Ed Nisley's Blog: Shop notes, electronics, firmware, machinery, 3D printing, laser cuttery, and curiosities. Contents: 100% human thinking, 0% AI slop.

Category: Amateur Radio

Using and building radio gadgetry

  • Another Circumferential Seat-Frame Clamp

    This is another step along the way to getting our daughter’s radio firmly mounted to her Tour Easy, not tucked into one of the panniers. The general idea is to use a water bottle holder for the radio, with a seat wedge pack from an upright bike cushioning the radio. The secret ingredient is a circumferential clamp that mounts the holder to the lower rail of the bike’s seat frame.

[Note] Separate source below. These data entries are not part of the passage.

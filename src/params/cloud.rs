//! Particle cloud physics and spectrum-to-parameter mapping.

/// Particle cloud simulation parameters
#[derive(Debug, Clone)]
pub struct CloudPhysics {
    /// Number of particles (fixed for the cloud's lifetime)
    pub particle_count: usize,

    /// Initial noise-phase offsets are drawn uniformly from [0, this)
    pub phase_range: f32,

    /// Maximum simulation step (seconds); a stalled frame is capped to this
    /// so particles stay continuous in time
    pub max_step_s: f32,

    /// Distance (world units) below which two particles are linked
    pub link_distance: f32,

    /// Perlin noise seed
    pub noise_seed: u32,

    /// RNG seed for the initial phase offsets (same seed → same motion)
    pub phase_seed: u64,
}

impl Default for CloudPhysics {
    fn default() -> Self {
        Self {
            particle_count: 300,
            phase_range: 1000.0,
            max_step_s: 0.1,
            link_distance: 80.0,
            noise_seed: 42,
            phase_seed: 42,
        }
    }
}

/// Mapping from smoothed spectrum bands to the cloud's modulation scalars
///
/// Radius reads a bass band and is clamped to its output range; velocity
/// reads a treble band and extrapolates past its output range on loud peaks.
#[derive(Debug, Clone)]
pub struct SpectrumMapping {
    /// Band index driving the cloud radius
    pub radius_band: usize,

    /// Band index driving the phase advance rate
    pub velocity_band: usize,

    /// Input magnitude range for the radius remap
    pub radius_in: (f32, f32),

    /// Output radius range (world units); clamped
    pub radius_out: (f32, f32),

    /// Input magnitude range for the velocity remap
    pub velocity_in: (f32, f32),

    /// Output phase-advance range (noise units per second); unclamped
    pub velocity_out: (f32, f32),
}

impl Default for SpectrumMapping {
    fn default() -> Self {
        Self {
            radius_band: 2,
            velocity_band: 100,
            radius_in: (1.0, 3.0),
            radius_out: (400.0, 800.0),
            velocity_in: (0.0, 0.1),
            velocity_out: (0.05, 0.5),
        }
    }
}

impl SpectrumMapping {
    /// Validate band indices against the analyzer's band count
    pub fn validate(&self, band_count: usize) -> Result<(), String> {
        if self.radius_band >= band_count {
            return Err(format!(
                "radius band {} out of range (spectrum has {} bands)",
                self.radius_band, band_count
            ));
        }
        if self.velocity_band >= band_count {
            return Err(format!(
                "velocity band {} out of range (spectrum has {} bands)",
                self.velocity_band, band_count
            ));
        }
        Ok(())
    }
}

#[cfg(test)]
mod tests {
    use super::*;

    #[test]
    fn test_mapping_band_validation() {
        let mapping = SpectrumMapping::default();

        // Default bands 2 and 100 fit a 256-band spectrum
        assert!(mapping.validate(256).is_ok());

        // A 64-band spectrum has no band 100
        assert!(mapping.validate(64).is_err());
    }
}
//! Rendering configuration and draw-mode selection.

/// Rendering configuration
#[derive(Debug, Clone)]
pub struct RenderConfig {
    /// Window width (pixels)
    pub window_width: u32,

    /// Window height (pixels)
    pub window_height: u32,

    /// Radius of each particle dot (pixels)
    pub point_radius_px: f32,

    /// Radius of the cursor marker (pixels)
    pub cursor_radius_px: f32,

    /// Triangle-fan segments per circle
    pub circle_segments: u32,

    /// Hue cycling rate (hue units of a 0-255 wheel per second)
    pub hue_rate: f32,

    /// Background gradient top color (linear RGB, 0-1)
    pub background_top: [f32; 3],

    /// Background gradient bottom color (linear RGB, 0-1)
    pub background_bottom: [f32; 3],

    /// Spectrum mode: bar height per unit magnitude (pixels)
    pub spectrum_bar_gain_px: f32,
}

impl Default for RenderConfig {
    fn default() -> Self {
        Self {
            window_width: 1024,
            window_height: 768,
            point_radius_px: 2.0,
            cursor_radius_px: 10.0,
            circle_segments: 16,
            hue_rate: 10.0,
            // Misty rose over pink, the installation's backdrop
            background_top: [1.0, 0.894, 0.882],
            background_bottom: [1.0, 0.753, 0.796],
            spectrum_bar_gain_px: 120.0,
        }
    }
}

/// Draw mode: which visualization path renders the current frame
///
/// Each variant carries exactly the data its rendering path needs and is
/// dispatched by pattern matching when the frame geometry is built.
#[derive(Debug, Clone, Copy, PartialEq)]
pub enum DrawMode {
    /// Background gradient + particle dots + proximity links + cursor marker
    Composite {
        point_radius_px: f32,
        cursor_radius_px: f32,
    },

    /// Particle dots only, on black
    Particles { point_radius_px: f32 },

    /// Proximity links only, on black
    Links,

    /// Smoothed spectrum as vertical bars
    Spectrum { bar_gain_px: f32 },
}

impl DrawMode {
    /// Short label shown when the mode changes
    pub fn label(&self) -> &'static str {
        match self {
            DrawMode::Composite { .. } => "Composite (1)",
            DrawMode::Particles { .. } => "Particles (2)",
            DrawMode::Links => "Links (3)",
            DrawMode::Spectrum { .. } => "Spectrum (4)",
        }
    }
}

    This clamp is basically the same as the ones on our bikes, but I doodled up a sketch with some illegible dimensions that almost matches the actual clamp; we may both find it useful the next time.

    Clamp layout sketch
    Clamp layout sketch

    Machining the clamp is straightforward: bandsaw a block of about the right size, square it up in the mill, helix-mill the clamp hole …

    Helix-milling the clamp hole
    Helix-milling the clamp hole

    Drill the clearance and tapping holes for the screw, bandsaw it in half, clean up the cut edges …

    Finished clamp parts
    Finished clamp parts

    Obviously, I didn’t put those nice bevels on the front side.

    Both previous water bottle holders required a spreader plate between the clamp screws and the holder’s screws, but this time the holder had a nice aluminum plate all by itself. It just fit on the Sherline and a bit of manual CNC center-drilled the curved plate and poked a jobber-length drill through the holes …

    Drilling holder for clamp screws
    Drilling holder for clamp screws

    And then it fit perfectly on the bike …

    Mounted holder
    Mounted holder

    A side view …

    Mounted holder - side view
    Mounted holder – side view

    Now, to find a wedge pack big enough for the HT and small enough to fit in the holder!

  • Adapting an Earbud for Bicycle Use

    I favor a small cylindrical earbud with a good seal inside my ear for use with the amateur radio on my bike. These things come with back vents that allegedly improve their bass response; that’s not a concern for communications-grade audio and, worse, the vent produces a tremendous amount of wind noise.

    Earbud with back vent
    Earbud with back vent

    The solution is straightforward: put some tape over the vent!

    Kapton tape over vent
    Kapton tape over vent

    I used Kapton tape, because I have it, but in point of fact the snippet of duct tape I applied on the first ride (having forgotten to do it on the bench) worked just fine. A drop of epoxy would be fine, too, if you were a bit careful about not letting it ooze down inside the case while it cured.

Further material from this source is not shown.